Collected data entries
#![allow(clippy::unwrap_used, clippy::expect_used)]

use chrono::Utc;
use meridian_core::{ExperienceEvent, ExperienceStore, RetrievalContext, RetrievalProvider};
use meridian_memory::{InMemoryExperienceStore, JsonlExperienceStore, KeywordRetriever};
use std::sync::Arc;

fn graph_event(run_id: &str) -> ExperienceEvent {
    ExperienceEvent::TaskGraphCompleted {
        run_id: run_id.to_string(),
        task_count: 3,
        succeeded: 2,
        failed: 1,
        overall_success: false,
        average_confidence: 0.6,
        duration_ms: 42,
        recorded_at: Utc::now(),
    }
}

#[tokio::test]
async fn test_jsonl_store_appends_and_loads() {
    let dir = tempfile::tempdir().unwrap();
    let store = JsonlExperienceStore::new(dir.path().join("nested/experience.jsonl"))
        .await
        .unwrap();
    assert!(store.load().await.unwrap().is_empty());

    store.record(graph_event("r1")).await.unwrap();
    store
        .record(ExperienceEvent::CorrectionLoopCompleted {
            query: "q".into(),
            iterations: 2,
            corrections_applied: vec!["refine_query".into()],
            final_score: 0.8,
            improvement_score: 0.2,
            duration_ms: 7,
            recorded_at: Utc::now(),
        })
        .await
        .unwrap();

    let raw = std::fs::read_to_string(store.path()).unwrap();
    assert_eq!(raw.lines().count(), 2);
    assert!(raw.lines().next().unwrap().contains("\"type\":\"task_graph_completed\""));

    let events = store.load().await.unwrap();
    assert_eq!(events.len(), 2);
    assert!(matches!(&events[0], ExperienceEvent::TaskGraphCompleted { run_id, .. } if run_id == "r1"));
    assert!(matches!(
        &events[1],
        ExperienceEvent::CorrectionLoopCompleted { iterations: 2, .. }
    ));
}

#[tokio::test]
async fn test_jsonl_store_concurrent_appends() {
    let dir = tempfile::tempdir().unwrap();
    let store = Arc::new(
        JsonlExperienceStore::new(dir.path().join("experience.jsonl"))
            .await
            .unwrap(),
    );
    let handles: Vec<_> = (0..10)
        .map(|i| {
            let store = store.clone();
            tokio::spawn(async move { store.record(graph_event(&format!("r{i}"))).await })
        })
        .collect();
    for handle in handles {
        handle.await.unwrap().unwrap();
    }
    assert_eq!(store.load().await.unwrap().len(), 10);
}

#[tokio::test]
async fn test_jsonl_store_rejects_corrupt_line() {
    let dir = tempfile::tempdir().unwrap();
    let path = dir.path().join("experience.jsonl");
    std::fs::write(&path, "{not json}\n").unwrap();
    let store = JsonlExperienceStore::new(&path).await.unwrap();
    let err = store.load().await.unwrap_err();
    assert!(err.to_string().contains("line 1"));
}

#[tokio::test]
async fn test_in_memory_store_keeps_order() {
    let store = InMemoryExperienceStore::new();
    assert!(store.is_empty().await);
    store.record(graph_event("a")).await.unwrap();
    store.record(graph_event("b")).await.unwrap();
    let events = store.events().await;
    assert_eq!(events.len(), 2);
    assert!(matches!(&events[1], ExperienceEvent::TaskGraphCompleted { run_id, .. } if run_id == "b"));
}

#[tokio::test]
async fn test_corpus_directory_loading() {
    let dir = tempfile::tempdir().unwrap();
    std::fs::create_dir(dir.path().join("docs")).unwrap();
    std::fs::write(
        dir.path().join("docs/runtime.md"),
        "The scheduler polls futures.\n\nWork stealing balances the runtime across threads.",
    )
    .unwrap();
    std::fs::write(dir.path().join("notes.txt"), "Dinner recipes and cooking.").unwrap();
    std::fs::write(dir.path().join("image.png"), [0u8, 1, 2]).unwrap();

    let retriever = KeywordRetriever::from_dir(dir.path()).await.unwrap();
    assert_eq!(retriever.len().await, 2);

    let chunks = retriever
        .retrieve("work stealing runtime", &RetrievalContext::top_k(3))
        .await
        .unwrap();
    assert_eq!(chunks.len(), 1);
    assert_eq!(chunks[0].title, "runtime");
    assert_eq!(chunks[0].path.as_deref(), Some("docs/runtime.md"));
    assert_eq!(chunks[0].score, 1.0);
}

#[tokio::test]
async fn test_corpus_loading_tolerates_invalid_utf8() {
    let dir = tempfile::tempdir().unwrap();
    let mut latin1 = b"Caf\xe9 opening hours and espresso pricing.".to_vec();
    latin1.push(b'\n');
    std::fs::write(dir.path().join("legacy.txt"), latin1).unwrap();
    std::fs::write(dir.path().join("guide.md"), "Tokio runtime guide.").unwrap();

    let retriever = KeywordRetriever::from_dir(dir.path()).await.unwrap();
    assert_eq!(retriever.len().await, 2);

    let chunks = retriever
        .retrieve("espresso pricing", &RetrievalContext::top_k(3))
        .await
        .unwrap();
    assert_eq!(chunks.len(), 1);
    assert_eq!(chunks[0].title, "legacy");
    assert!(chunks[0].content.contains('\u{FFFD}'));
}

#[tokio::test]
async fn test_missing_corpus_directory_is_an_error() {
    let dir = tempfile::tempdir().unwrap();
    let result = KeywordRetriever::from_dir(&dir.path().join("absent")).await;
    assert!(result.is_err());
}
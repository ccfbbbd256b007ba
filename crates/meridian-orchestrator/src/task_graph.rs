use meridian_core::{AgentTask, MeridianError, TaskId};
use std::collections::{HashMap, HashSet};
use tracing::warn;

/// The tasks of one run and what has been recorded for them.
///
/// Readiness is recomputed against the recorded set after every layer, so
/// execution is layered rather than globally sorted.
pub struct TaskGraph {
    tasks: HashMap<TaskId, AgentTask>,
    /// Submission order, used to break priority ties.
    order: Vec<TaskId>,
    recorded: HashSet<TaskId>,
}

impl TaskGraph {
    /// Build a graph from a batch. Ids in `prior` already have results and
    /// satisfy dependencies; a task reusing one of them is dropped.
    pub fn new<I>(tasks: Vec<AgentTask>, prior: I) -> Self
    where
        I: IntoIterator<Item = TaskId>,
    {
        let mut graph = Self {
            tasks: HashMap::new(),
            order: Vec::new(),
            recorded: prior.into_iter().collect(),
        };
        for task in tasks {
            graph.add(task);
        }
        graph
    }

    /// Add a task. Returns false, keeping the first occurrence, when the id
    /// is already known.
    pub fn add(&mut self, task: AgentTask) -> bool {
        if self.tasks.contains_key(&task.id) || self.recorded.contains(&task.id) {
            warn!(task_id = %task.id, "Duplicate task id, keeping the first occurrence");
            return false;
        }
        self.order.push(task.id.clone());
        self.tasks.insert(task.id.clone(), task);
        true
    }

    fn is_pending(&self, id: &str) -> bool {
        self.tasks.contains_key(id) && !self.recorded.contains(id)
    }

    /// Pending tasks whose dependencies all have a recorded result.
    /// Higher priority first, then submission order.
    pub fn ready_frontier(&self) -> Vec<&AgentTask> {
        let mut ready: Vec<(usize, &AgentTask)> = self
            .order
            .iter()
            .enumerate()
            .filter(|(_, id)| self.is_pending(id))
            .filter_map(|(i, id)| self.tasks.get(id).map(|t| (i, t)))
            .filter(|(_, t)| t.is_ready(|dep| self.recorded.contains(dep)))
            .collect();
        ready.sort_by_key(|(i, t)| (std::cmp::Reverse(t.priority), *i));
        ready.into_iter().map(|(_, t)| t).collect()
    }

    /// Mark a task as having its single result.
    pub fn record(&mut self, id: &str) {
        self.recorded.insert(id.to_string());
    }

    pub fn is_recorded(&self, id: &str) -> bool {
        self.recorded.contains(id)
    }

    /// Pending tasks in submission order.
    pub fn pending(&self) -> Vec<&AgentTask> {
        self.order
            .iter()
            .filter(|id| self.is_pending(id))
            .filter_map(|id| self.tasks.get(id))
            .collect()
    }

    pub fn pending_count(&self) -> usize {
        self.order.iter().filter(|id| self.is_pending(id)).count()
    }

    pub fn is_done(&self) -> bool {
        self.pending_count() == 0
    }

    pub fn len(&self) -> usize {
        self.tasks.len()
    }

    pub fn is_empty(&self) -> bool {
        self.tasks.is_empty()
    }

    /// Check for cycles in the dependency graph.
    pub fn has_cycle(&self) -> bool {
        let mut visited = HashMap::new();
        self.order
            .iter()
            .any(|id| self.dfs_cycle(id, &mut visited))
    }

    fn dfs_cycle<'a>(&'a self, id: &'a str, visited: &mut HashMap<&'a str, u8>) -> bool {
        match visited.get(id) {
            Some(1) => return true,  // back edge = cycle
            Some(2) => return false, // already processed
            _ => {}
        }
        visited.insert(id, 1);
        if let Some(task) = self.tasks.get(id) {
            for dep in &task.dependencies {
                if self.dfs_cycle(dep, visited) {
                    return true;
                }
            }
        }
        visited.insert(id, 2);
        false
    }

    /// Pending tasks reachable from `id` through pending dependencies,
    /// including `id` itself when it sits on a cycle.
    fn reachable(&self, id: &str) -> HashSet<&str> {
        let mut seen: HashSet<&str> = HashSet::new();
        let mut stack: Vec<&str> = self
            .tasks
            .get(id)
            .map(|t| t.dependencies.iter().map(String::as_str).collect())
            .unwrap_or_default();
        while let Some(next) = stack.pop() {
            if !self.is_pending(next) || !seen.insert(next) {
                continue;
            }
            if let Some(task) = self.tasks.get(next) {
                stack.extend(task.dependencies.iter().map(String::as_str));
            }
        }
        seen
    }

    /// Explain why a pending task can never become ready.
    pub fn diagnose(&self, id: &str) -> MeridianError {
        let Some(task) = self.tasks.get(id) else {
            return MeridianError::DependencyResolution(format!("unknown task '{id}'"));
        };

        let missing: Vec<&str> = task
            .dependencies
            .iter()
            .filter(|dep| !self.tasks.contains_key(*dep) && !self.recorded.contains(*dep))
            .map(String::as_str)
            .collect();
        if !missing.is_empty() {
            return MeridianError::DependencyResolution(format!(
                "task '{id}' depends on unknown task {}",
                quote_list(&missing)
            ));
        }

        let reachable = self.reachable(id);
        if reachable.contains(id) {
            let mut members: Vec<&str> = reachable
                .into_iter()
                .filter(|other| self.reachable(other).contains(id))
                .collect();
            members.sort_unstable();
            return MeridianError::DependencyResolution(format!(
                "task '{id}' is part of a dependency cycle involving {}",
                quote_list(&members)
            ));
        }

        let mut blockers: Vec<&str> = task
            .dependencies
            .iter()
            .filter(|dep| self.is_pending(dep))
            .map(String::as_str)
            .collect();
        blockers.sort_unstable();
        MeridianError::DependencyResolution(format!(
            "task '{id}' is blocked by unresolvable task {}",
            quote_list(&blockers)
        ))
    }
}

fn quote_list(ids: &[&str]) -> String {
    ids.iter()
        .map(|id| format!("'{id}'"))
        .collect::<Vec<_>>()
        .join(", ")
}
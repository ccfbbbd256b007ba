use chrono::{DateTime, Utc};
use serde::{Deserialize, Serialize};
use std::collections::BTreeSet;
use std::time::Duration;

/// Identifier of a task within one submitted batch.
pub type TaskId = String;

/// Role an agent plays when executing a task.
#[derive(Debug, Clone, Copy, PartialEq, Eq, Hash, PartialOrd, Ord, Serialize, Deserialize)]
#[serde(rename_all = "lowercase")]
pub enum AgentRole {
    /// Breaks a goal into steps.
    Planner,
    /// Gathers facts and sources.
    Researcher,
    /// Analyzes gathered material.
    Analyst,
    /// Produces code.
    Coder,
    /// Critiques the work of other roles.
    Reviewer,
    /// Drafts prose for the end result.
    Writer,
    /// Aggregates all other results into one answer.
    Synthesizer,
}

impl AgentRole {
    /// Every role, in declaration order.
    pub const ALL: [AgentRole; 7] = [
        AgentRole::Planner,
        AgentRole::Researcher,
        AgentRole::Analyst,
        AgentRole::Coder,
        AgentRole::Reviewer,
        AgentRole::Writer,
        AgentRole::Synthesizer,
    ];
}

impl std::fmt::Display for AgentRole {
    fn fmt(&self, f: &mut std::fmt::Formatter<'_>) -> std::fmt::Result {
        match self {
            AgentRole::Planner => write!(f, "planner"),
            AgentRole::Researcher => write!(f, "researcher"),
            AgentRole::Analyst => write!(f, "analyst"),
            AgentRole::Coder => write!(f, "coder"),
            AgentRole::Reviewer => write!(f, "reviewer"),
            AgentRole::Writer => write!(f, "writer"),
            AgentRole::Synthesizer => write!(f, "synthesizer"),
        }
    }
}

/// A unit of work submitted to the task graph executor.
#[derive(Debug, Clone, Serialize, Deserialize)]
pub struct AgentTask {
    pub id: TaskId,
    pub role: AgentRole,
    /// Free-form JSON input. Dependency payloads are merged in before dispatch.
    #[serde(default)]
    pub input: serde_json::Value,
    #[serde(default)]
    pub dependencies: BTreeSet<TaskId>,
    #[serde(default)]
    pub priority: i32,
    #[serde(default = "Utc::now")]
    pub created_at: DateTime<Utc>,
}

impl AgentTask {
    pub fn new(id: impl Into<TaskId>, role: AgentRole, input: serde_json::Value) -> Self {
        Self {
            id: id.into(),
            role,
            input,
            dependencies: BTreeSet::new(),
            priority: 0,
            created_at: Utc::now(),
        }
    }

    pub fn with_dependencies<I, S>(mut self, deps: I) -> Self
    where
        I: IntoIterator<Item = S>,
        S: Into<TaskId>,
    {
        self.dependencies = deps.into_iter().map(Into::into).collect();
        self
    }

    pub fn with_priority(mut self, priority: i32) -> Self {
        self.priority = priority;
        self
    }

    /// True when every dependency id is contained in `recorded`.
    pub fn is_ready<F>(&self, recorded: F) -> bool
    where
        F: Fn(&str) -> bool,
    {
        self.dependencies.iter().all(|dep| recorded(dep))
    }

    /// The task's textual instruction: `input.description`, `input.prompt`,
    /// a bare string input, or the serialized input as a last resort.
    pub fn instruction(&self) -> String {
        if let Some(s) = self.input.as_str() {
            return s.to_string();
        }
        for key in ["description", "prompt", "query"] {
            if let Some(s) = self.input.get(key).and_then(|v| v.as_str()) {
                return s.to_string();
            }
        }
        self.input.to_string()
    }
}

/// The single outcome of executing one [`AgentTask`].
#[derive(Debug, Clone, Serialize, Deserialize)]
pub struct AgentResult {
    pub task_id: TaskId,
    pub role: AgentRole,
    pub success: bool,
    pub payload: serde_json::Value,
    #[serde(with = "crate::serde_millis")]
    pub execution_time: Duration,
    /// Always within `[0, 1]`.
    pub confidence: f64,
    #[serde(default, skip_serializing_if = "Option::is_none")]
    pub error: Option<String>,
}

impl AgentResult {
    /// A successful result; confidence is clamped into `[0, 1]`.
    pub fn success(
        task_id: impl Into<TaskId>,
        role: AgentRole,
        payload: serde_json::Value,
        confidence: f64,
        execution_time: Duration,
    ) -> Self {
        Self {
            task_id: task_id.into(),
            role,
            success: true,
            payload,
            execution_time,
            confidence: crate::clamp_unit(confidence),
            error: None,
        }
    }

    /// A failed result with zero confidence and the captured error text.
    pub fn failure(
        task_id: impl Into<TaskId>,
        role: AgentRole,
        error: impl Into<String>,
        execution_time: Duration,
    ) -> Self {
        Self {
            task_id: task_id.into(),
            role,
            success: false,
            payload: serde_json::Value::Null,
            execution_time,
            confidence: 0.0,
            error: Some(error.into()),
        }
    }
}
//! Retrieval and experience storage for Meridian.
//!
//! - [`KeywordRetriever`] — BM25-backed in-memory [`RetrievalProvider`](meridian_core::RetrievalProvider).
//! - [`InMemoryExperienceStore`] / [`JsonlExperienceStore`] — [`ExperienceStore`](meridian_core::ExperienceStore) backends.

/// BM25 inverted index.
pub mod bm25;
/// Experience event stores.
pub mod experience;
/// Keyword retrieval over an in-memory corpus.
pub mod keyword;

pub use bm25::Bm25Index;
pub use experience::{InMemoryExperienceStore, JsonlExperienceStore};
pub use keyword::{chunk_text, Document, KeywordRetriever, DEFAULT_CHUNK_CHARS};
use crate::metric::{CorrectiveAction, QualityMetric};
use meridian_core::clamp_unit;
use serde::{Deserialize, Serialize};
use sha2::{Digest, Sha256};
use std::collections::BTreeMap;

/// Scores of one answer over the seven quality metrics.
#[derive(Debug, Clone, PartialEq, Serialize, Deserialize)]
pub struct QualityAssessment {
    /// Stable identifier of the assessed query.
    pub query_id: String,
    pub scores: BTreeMap<QualityMetric, f64>,
    /// Weighted sum of `scores`, always in `[0, 1]`.
    pub overall_score: f64,
    #[serde(default)]
    pub issues: Vec<String>,
    /// Actions mapped from metrics below their thresholds, without repeats.
    #[serde(default)]
    pub suggested_corrections: Vec<CorrectiveAction>,
    #[serde(default)]
    pub reasoning: String,
}

impl QualityAssessment {
    /// Build an assessment from raw metric scores.
    ///
    /// Scores are clamped into `[0, 1]`; a metric absent from `scores` counts
    /// as 0. Every metric below its entry in `thresholds` adds an issue and
    /// its corrective actions. `extra_issues` are listed first.
    pub fn from_scores(
        query: &str,
        scores: BTreeMap<QualityMetric, f64>,
        thresholds: &BTreeMap<QualityMetric, f64>,
        extra_issues: Vec<String>,
    ) -> Self {
        let scores: BTreeMap<QualityMetric, f64> = QualityMetric::ALL
            .iter()
            .map(|&m| (m, clamp_unit(scores.get(&m).copied().unwrap_or(0.0))))
            .collect();
        let overall_score = clamp_unit(
            scores
                .iter()
                .map(|(metric, score)| metric.weight() * score)
                .sum(),
        );

        let mut issues = extra_issues;
        let mut suggested_corrections: Vec<CorrectiveAction> = Vec::new();
        for metric in QualityMetric::ALL {
            let score = scores.get(&metric).copied().unwrap_or(0.0);
            let threshold = thresholds
                .get(&metric)
                .copied()
                .unwrap_or_else(|| metric.default_threshold());
            if score < threshold {
                issues.push(format!("{metric} below threshold: {score:.2} < {threshold:.2}"));
                for action in metric.corrective_actions() {
                    if !suggested_corrections.contains(action) {
                        suggested_corrections.push(*action);
                    }
                }
            }
        }

        let reasoning = format!(
            "overall {overall_score:.2}: {}",
            scores
                .iter()
                .map(|(m, s)| format!("{m}={s:.2}"))
                .collect::<Vec<_>>()
                .join(", ")
        );

        Self {
            query_id: query_id(query),
            scores,
            overall_score,
            issues,
            suggested_corrections,
            reasoning,
        }
    }

    /// Every metric at `score`, with default thresholds.
    pub fn uniform(query: &str, score: f64) -> Self {
        let scores = QualityMetric::ALL.iter().map(|&m| (m, score)).collect();
        Self::from_scores(query, scores, &BTreeMap::new(), Vec::new())
    }

    /// True when the overall score or any single metric is below `threshold`.
    pub fn needs_correction(&self, threshold: f64) -> bool {
        self.overall_score < threshold || self.scores.values().any(|&s| s < threshold)
    }

    /// Score of one metric, 0 when missing.
    pub fn score(&self, metric: QualityMetric) -> f64 {
        self.scores.get(&metric).copied().unwrap_or(0.0)
    }
}

/// First 16 hex digits of the SHA-256 of the trimmed query.
pub fn query_id(query: &str) -> String {
    let digest = Sha256::digest(query.trim().as_bytes());
    hex::encode(&digest[..8])
}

» WHAT THE TASK ASKS:
Gather up the lines containing the word "pricing" from these records and copy them.

» RESULT FOR THIS EXERCISE:
    let mut latin1 = b"Caf\xe9 opening hours and espresso pricing.".to_vec();
        .retrieve("espresso pricing", &RetrievalContext::top_k(3))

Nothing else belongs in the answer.